Medical Management Systems Ltd and Meddbase USA IncREAD OUR DATA PROTECTION POLICY
This site is operated on behalf of Medical Management Systems Limited, a company registered in England and Wales with registered company number 05272668, whose registered office is at 134 Buckingham Palace Road, London SW1W 9SA. If you have any questions on these terms or the service that we provide, please contact us using the details below. All references to “us” or “we” throughout this statement is to Medical Management Systems Limited.
We take compliance with our legal duties in respect of your personal data seriously. We have appointed a data protection officer to monitor and oversee our legal compliance, who can be contacted on the details below.
We collect personal information whenever you provide it to us. This personal information may include the following:
• name, address and contact details
• other personal information you provide to us
• technical information, including the type of device you are using, the temporary or persistent unique device identifiers (UDIDs) placed by us or our service providers, the I.P. address of your device, your operating system, the type of device internet browsers you use and data about the way you use our website.

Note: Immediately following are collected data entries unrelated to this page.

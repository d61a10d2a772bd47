//! Grant storage traits.
//!
//! Status changes and their history entries are written through a
//! [`GrantTransaction`], so a grant's status and its history can never
//! disagree.

use async_trait::async_trait;
use time::OffsetDateTime;

use crate::AuthResult;
use crate::types::{
    Grant, GrantId, GrantStatus, HistoryEntry, IdentityId, NewGrant, NewHistoryEntry, PatientId,
};

/// Storage for authorization grants and their history.
#[async_trait]
pub trait GrantStore: Send + Sync {
    /// Inserts a new PENDING grant and returns it with its assigned id.
    ///
    /// # Errors
    ///
    /// Returns an error if the storage operation fails.
    async fn insert(&self, grant: NewGrant) -> AuthResult<Grant>;

    /// Finds a grant by id.
    ///
    /// # Errors
    ///
    /// Returns an error if the storage operation fails.
    async fn find_by_id(&self, id: GrantId) -> AuthResult<Option<Grant>>;

    /// Returns the most recently requested grant for the pair.
    ///
    /// Ties on `requested_at` go to the larger id.
    ///
    /// # Errors
    ///
    /// Returns an error if the storage operation fails.
    async fn find_most_recent(
        &self,
        grantee: IdentityId,
        patient: PatientId,
    ) -> AuthResult<Option<Grant>>;

    /// Lists every grant on a patient record, most recent first.
    ///
    /// # Errors
    ///
    /// Returns an error if the storage operation fails.
    async fn list_for_patient(&self, patient: PatientId) -> AuthResult<Vec<Grant>>;

    /// Lists the history of a grant, oldest first.
    ///
    /// # Errors
    ///
    /// Returns an error if the storage operation fails.
    async fn list_history(&self, grant_id: GrantId) -> AuthResult<Vec<HistoryEntry>>;

    /// Starts a transaction for a status change.
    ///
    /// # Errors
    ///
    /// Returns an error if the storage operation fails.
    async fn begin(&self) -> AuthResult<Box<dyn GrantTransaction>>;
}

/// A unit of work over grant status and history.
///
/// Nothing is visible to other readers until [`GrantTransaction::commit`]
/// succeeds. Dropping the transaction without committing discards it.
#[async_trait]
pub trait GrantTransaction: Send {
    /// Reads a grant inside the transaction.
    ///
    /// # Errors
    ///
    /// Returns an error if the storage operation fails.
    async fn find_for_update(&mut self, id: GrantId) -> AuthResult<Option<Grant>>;

    /// Sets the status of a grant, provided its current status is `expected`.
    ///
    /// Records `at` as `approved_at` or `revoked_at` as appropriate.
    ///
    /// # Errors
    ///
    /// Returns `AuthError::Conflict` if the stored status is not `expected`,
    /// `AuthError::NotFound` if the grant does not exist, or another error
    /// if the storage operation fails.
    async fn update_status(
        &mut self,
        id: GrantId,
        expected: GrantStatus,
        new_status: GrantStatus,
        at: OffsetDateTime,
    ) -> AuthResult<Grant>;

    /// Appends a history entry.
    ///
    /// # Errors
    ///
    /// Returns an error if the storage operation fails.
    async fn insert_history(&mut self, entry: NewHistoryEntry) -> AuthResult<HistoryEntry>;

    /// Makes every change in this transaction visible at once.
    ///
    /// # Errors
    ///
    /// Returns an error if the changes could not be applied, in which case
    /// none of them are.
    async fn commit(self: Box<Self>) -> AuthResult<()>;
}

We rely on our legitimate interest as the lawful basis on which we collect and use your personal data. Our legitimate interests are that we use your personal information in order to process and respond to any enquiries which you raise with us and without using such data this would not be possible. Where we would like to keep in touch with you, beyond your initial enquiry, we will seek your specific consent to do so.
We will not provide your information to third parties other than as set out below. We may disclose your personal data to:
• a third party who acquires our business
• law enforcement and regulatory agencies in connection with any investigation to help prevent unlawful activity or as otherwise required by law
When someone visits our website we use a third party service, Google Analytics, to collect standard internet log information and details of visitor behaviour patterns. We do this to find out the number of visitors to the various parts of the site. This information is only processed in a way which does not identify anyone. We do not make, and do not allow Google to make, any attempt to find out the identities of those visiting our website. If we do want to collect personally identifiable information through our website, we will be upfront about this. We will make it clear when we collect personal information and will explain what we intend to do with it.
We take extensive technical and operational steps to protect the data we keep against unauthorised access, unlawful processing, accidental loss or destruction, damage, or misuse, for example:
• we store your personal data on secure servers based in the UK
• your personal data is encrypted in transit
• access to your personal data is limited to authenticated and approved staff
While we will use all reasonable efforts to protect the information we collect and store, you acknowledge that the use of the internet is not entirely secure and for this reason we cannot guarantee the security or integrity of any personal data that are transferred from you or to you via the internet.
Medical Management Systems is certified to the international information security standard ISO27001-2013. We are NHS DSP toolkit compliant compliant and HIPAA compliant.
We will not transfer your data outside of the European Economic Area (EEA).
You have the right to request access to personal data that we may process about you. If you wish to exercise this right, you should:
• contact us;
• include proof of your identity and address (e.g. a copy of your driving licence or passport, and a recent utility or credit card bill); and
• specify the personal data you want access to, including any account or reference numbers where applicable.
You have the right to require us to correct any inaccuracies in your data that we may process about you free of charge. If you wish to exercise this right, you should:
• contact us;
• provide us with enough information to identify you; and
• specify the information that is incorrect and what it should be replaced with.
In certain circumstances you have the right to require us to erase personal data that we may process about you. If you wish to exercise this right, you should:
• contact us; and
• provide us with enough information to identify you.
If you have any concerns or questions as to the way in which we process your information please contact us. In addition you have a right to bring a complaint about us with the Information Commissioner’s Office. More information on the Information Commissioner’s Office and your rights is available at www.ico.org.uk.
Your data will be retained for no longer than is necessary for the purpose for which we use your data, which will usually be a period of up to 1 year from the date of your last interaction with us.
We may change this policy from time to time. You should check this policy frequently to ensure you are aware of the most recent version that will apply each time you visit this website.